CLEAR: Error Analysis via LLM-as-a-Judge Made Easy

CLEAR (Comprehensive LLM Error Analysis and Reporting) is an interactive, open-source package for LLM-based error analysis. It helps surface meaningful, recurring issues in model outputs by combining automated evaluation with powerful visualization tools.

The workflow consists of two main phases:

Analysis
Generates textual feedback for each instance; Identifies system-level error categories from these critiques and quantifies their frequencies.
Interactive Dashboard
An intuitive dashboard provides a comprehensive view of model behavior.
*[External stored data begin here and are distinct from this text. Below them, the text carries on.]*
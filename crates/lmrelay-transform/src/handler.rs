use bytes::Bytes;

use lmrelay_protocol::openai::chat::{ChatCompletionChunk, Usage};
use lmrelay_protocol::sse::{encode_done, encode_sse_event};

use crate::context::StreamContext;

/// Per-connection hook deciding what bytes each normalized frame turns
/// into. The relay loop owns the context and calls these in order:
/// `handle_chunk` per frame, `handle_upstream_done` when the upstream
/// sentinel arrives, then `finalize_usage` and `handle_done` once input
/// is exhausted.
///
/// The two protocol bridges implement this; callers can substitute their
/// own to intercept the stream entirely.
pub trait RewriteHandler: Send {
    /// `modified` is set when the context rewrote the frame in place
    /// (thinking extraction), in which case `raw` no longer matches it.
    fn handle_chunk(
        &mut self,
        ctx: &mut StreamContext,
        chunk: &ChatCompletionChunk,
        raw: &str,
        modified: bool,
    ) -> Vec<Bytes>;

    fn handle_upstream_done(&mut self, ctx: &mut StreamContext) -> Vec<Bytes>;

    /// Emit terminal events. `usage` is the finalized record.
    fn handle_done(&mut self, ctx: &mut StreamContext, usage: &Usage) -> Vec<Bytes>;

    fn finalize_usage(&mut self, ctx: &mut StreamContext) -> Usage {
        ctx.finalize_usage()
    }
}

/// Default handler for clients speaking the upstream's own protocol:
/// frames are forwarded as-is, re-encoding only when the extractor
/// touched them.
#[derive(Debug, Default)]
pub struct PassthroughHandler;

impl PassthroughHandler {
    pub fn new() -> Self {
        Self
    }
}

impl RewriteHandler for PassthroughHandler {
    fn handle_chunk(
        &mut self,
        _ctx: &mut StreamContext,
        chunk: &ChatCompletionChunk,
        raw: &str,
        modified: bool,
    ) -> Vec<Bytes> {
        if !modified {
            return vec![encode_sse_event(None, raw)];
        }
        match serde_json::to_string(chunk) {
            Ok(json) => vec![encode_sse_event(None, &json)],
            Err(err) => {
                // Never drop content over a re-encode failure; the
                // original line is still valid for the client.
                tracing::warn!(error = %err, "re-encode failed, forwarding original frame");
                vec![encode_sse_event(None, raw)]
            }
        }
    }

    fn handle_upstream_done(&mut self, _ctx: &mut StreamContext) -> Vec<Bytes> {
        Vec::new()
    }

    /// Clients on this protocol expect the terminal sentinel.
    fn handle_done(&mut self, _ctx: &mut StreamContext, _usage: &Usage) -> Vec<Bytes> {
        vec![encode_done()]
    }
}
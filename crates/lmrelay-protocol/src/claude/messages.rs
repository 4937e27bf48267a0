use serde::{Deserialize, Serialize};
use serde_json::{Map, Value as JsonValue};

pub type JsonObject = Map<String, JsonValue>;

#[derive(Debug, Clone, Copy, PartialEq, Eq, Hash, Serialize, Deserialize)]
pub enum MessageRole {
    #[serde(rename = "assistant")]
    Assistant,
}

#[derive(Debug, Clone, Copy, PartialEq, Eq, Hash, Serialize, Deserialize)]
pub enum MessageType {
    #[serde(rename = "message")]
    Message,
}

#[derive(Debug, Clone, Copy, PartialEq, Eq, Hash, Serialize, Deserialize)]
#[serde(rename_all = "snake_case")]
pub enum StopReason {
    EndTurn,
    MaxTokens,
    StopSequence,
    ToolUse,
    Refusal,
}

#[derive(Debug, Clone, Default, PartialEq, Serialize, Deserialize)]
pub struct MessageUsage {
    #[serde(skip_serializing_if = "Option::is_none")]
    pub input_tokens: Option<i64>,
    #[serde(skip_serializing_if = "Option::is_none")]
    pub output_tokens: Option<i64>,
    #[serde(skip_serializing_if = "Option::is_none")]
    pub cache_creation_input_tokens: Option<i64>,
    #[serde(skip_serializing_if = "Option::is_none")]
    pub cache_read_input_tokens: Option<i64>,
}

#[derive(Debug, Clone, Default, PartialEq, Serialize, Deserialize)]
pub struct TextBlock {
    pub text: String,
}

#[derive(Debug, Clone, Default, PartialEq, Serialize, Deserialize)]
pub struct ThinkingBlock {
    pub thinking: String,
    #[serde(skip_serializing_if = "Option::is_none")]
    pub signature: Option<String>,
}

#[derive(Debug, Clone, PartialEq, Serialize, Deserialize)]
pub struct ToolUseBlock {
    pub id: String,
    pub name: String,
    pub input: JsonObject,
}

#[derive(Debug, Clone, PartialEq, Serialize, Deserialize)]
#[serde(tag = "type", rename_all = "snake_case")]
pub enum ContentBlock {
    Text(TextBlock),
    Thinking(ThinkingBlock),
    ToolUse(ToolUseBlock),
}

/// Message object carried by `message_start` and produced by the
/// non-streaming converter.
#[derive(Debug, Clone, PartialEq, Serialize, Deserialize)]
pub struct Message {
    pub id: String,
    #[serde(rename = "type")]
    pub r#type: MessageType,
    pub role: MessageRole,
    pub model: String,
    pub content: Vec<ContentBlock>,
    #[serde(skip_serializing_if = "Option::is_none")]
    pub stop_reason: Option<StopReason>,
    #[serde(skip_serializing_if = "Option::is_none")]
    pub stop_sequence: Option<String>,
    pub usage: MessageUsage,
}

#[derive(Debug, Clone, Default, PartialEq, Serialize, Deserialize)]
pub struct MessageDelta {
    #[serde(skip_serializing_if = "Option::is_none")]
    pub stop_reason: Option<StopReason>,
    #[serde(skip_serializing_if = "Option::is_none")]
    pub stop_sequence: Option<String>,
}

#[derive(Debug, Clone, PartialEq, Serialize, Deserialize)]
#[serde(tag = "type", rename_all = "snake_case")]
pub enum ContentBlockDelta {
    TextDelta { text: String },
    /// Partial JSON string; consumers accumulate and parse after
    /// `content_block_stop`.
    InputJsonDelta { partial_json: String },
    ThinkingDelta { thinking: String },
    SignatureDelta { signature: String },
}

#[derive(Debug, Clone, PartialEq, Serialize, Deserialize)]
#[serde(tag = "type", rename_all = "snake_case")]
pub enum MessageStreamEvent {
    MessageStart {
        message: Message,
    },
    ContentBlockStart {
        index: u32,
        content_block: ContentBlock,
    },
    ContentBlockDelta {
        index: u32,
        delta: ContentBlockDelta,
    },
    ContentBlockStop {
        index: u32,
    },
    MessageDelta {
        delta: MessageDelta,
        /// Token counts are cumulative for the stream so far.
        usage: MessageUsage,
    },
    MessageStop,
    Ping,
}

impl MessageStreamEvent {
    /// SSE event name, matching the serialized `type` tag.
    pub fn event_name(&self) -> &'static str {
        match self {
            MessageStreamEvent::MessageStart { .. } => "message_start",
            MessageStreamEvent::ContentBlockStart { .. } => "content_block_start",
            MessageStreamEvent::ContentBlockDelta { .. } => "content_block_delta",
            MessageStreamEvent::ContentBlockStop { .. } => "content_block_stop",
            MessageStreamEvent::MessageDelta { .. } => "message_delta",
            MessageStreamEvent::MessageStop => "message_stop",
            MessageStreamEvent::Ping => "ping",
        }
    }
}
/// Request fields echoed back in the `response.created` and terminal
/// envelopes. Populated from the original request before the stream
/// starts; everything stays untyped pass-through.
#[derive(Debug, Clone, Default)]
pub struct ResponseSeed {
    pub instructions: Option<JsonValue>,
    pub metadata: Option<JsonValue>,
    pub tools: Option<JsonValue>,
    pub temperature: Option<f64>,
    pub top_p: Option<f64>,
    pub parallel_tool_calls: Option<bool>,
}

#[derive(Debug)]
struct MessageState {
    output_index: i64,
    item_id: String,
    text: String,
}

#[derive(Debug)]
struct ReasoningState {
    output_index: i64,
    item_id: String,
    text: String,
}

#[derive(Debug)]
struct ToolCallState {
    output_index: i64,
    item_id: String,
    call_id: String,
    name: String,
    arguments: String,
}

/// Re-encodes a chat-completions stream as Response-style wire events.
///
/// Every emitted event carries the connection's strictly increasing
/// `sequence_number`. Output indices are assigned in observation order
/// across the reasoning item, the message item and each tool call.
#[derive(Debug)]
pub struct ResponsesBridge {
    seed: ResponseSeed,
    id: String,
    model: String,
    created_at: i64,
    started: bool,
    sequence: i64,
    next_output_index: i64,
    message: Option<MessageState>,
    reasoning: Option<ReasoningState>,
    tool_calls: BTreeMap<i64, ToolCallState>,
    finish_reason: Option<FinishReason>,
}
Users can:
- Explore aggregate visualizations of identified issues
- Apply dynamic filters to focus on specific error types or score ranges
- Drill down into individual examples that illustrate specific failure patterns

CLEAR makes it easier to diagnose model shortcomings and prioritize targeted improvements.

You can run CLEAR as a full pipeline, or reuse specific stages (generation, evaluation, or just UI).

🚀 Quickstart

Requires Python 3.10+ and the necessary credentials for a supported provider.

1. Installation

Option 1 (Recommended for development): Clone the repo and set up a virtual environment:

git clone https://github.com/IBM/CLEAR.git
cd CLEAR
python3 -m venv .venv
source .venv/bin/activate  # On Windows: .venv\Scripts\activate
pip install -e .

📦 Option 2: Install via pip (Latest Release)

pip install clear-eval

` 2. ### Set provider type and credentials CLEAR requires a supported LLM provider and credentials to run analysis. See supported providers ↓

⚠️ Using a private proxy or openai deployment? You must configure your model names explicitly (see below). Otherwise, default model names will be used automatically for supported providers.

Run on sample data:

The sample dataset is a small subset of the GSM8K math problems. For running on the sample data and default configuration, you simpy have to set your provider and run

run-clear-eval-analysis --provider=openai # or rits, watsonx

This will:

Run the full CLEAR pipeline
Save results under: results/gsm8k/sample_output/

The sample dataset which is used as default by the analysis can be found here.

The default configuration file which uses this can be found here.

View results in the interactive dashboard:

run-clear-eval-dashboard

Or set the port with

run-clear-eval-dashboard --port <port>

Then:

Upload the generated ZIP file from results/gsm8k/sample_output/
Explore issues, scores, filters, and drill into examples

To explore the dashboard without running any analysis:

Run the dashboard:

run-clear-eval-dashboard

Then you can load the pre-generated sample output zip. you can manually upload a sample .zip file located at:

<your-env>/site-packages/clear_eval/sample_data/gsm8k/analysis_results_gsm8k_default.zip

📁 Or just download it directly from the GitHub repo.

📂 Analyzing your own data

📄 Input Data Format

CLEAR takes a CSV file as input, with each row representing a single instance to be evaluated.

Required Columns

Column	Used When	Description
`id`	Always	Unique identifier for the instance
`model_input`	Always	Prompt provided to the generation model
`response`	Using pre-generated responses	Pre-generated model response (ignored if generation is enabled)
`ground_truth`	Performing reference based analysis	Ground-truth answer for evaluation (optional)
others	`--input_columns` is used	Additional input columns to show in dashboard (e.g. `question`)

🚀 Running the analysis

CLEAR can be run via the CLI or Python API.

Option 1: CLI commands

Each stage has its own entry point:

run-clear-eval-analysis --config_path path/to/config.yaml    # run full pypeline
run-clear-eval-generation --config_path path/to/config.yaml  # run generation only
run-clear-eval-evaluation --config_path path/to/config.yaml  # Assume generation responses are given, run evaluation

If --config_path is specified, all parameters are taken from the config unless explicitly overridden
CLI flags passed directly override corresponding config values

Option 2: Python API

from clear_eval.analysis_runner import run_clear_eval_analysis, run_clear_eval_generation, run_clear_eval_evaluation

run_clear_eval_analysis(
    config_path="configs/sample_run_config.yaml"
)

For an example data and configuration files, please see Run on sample data.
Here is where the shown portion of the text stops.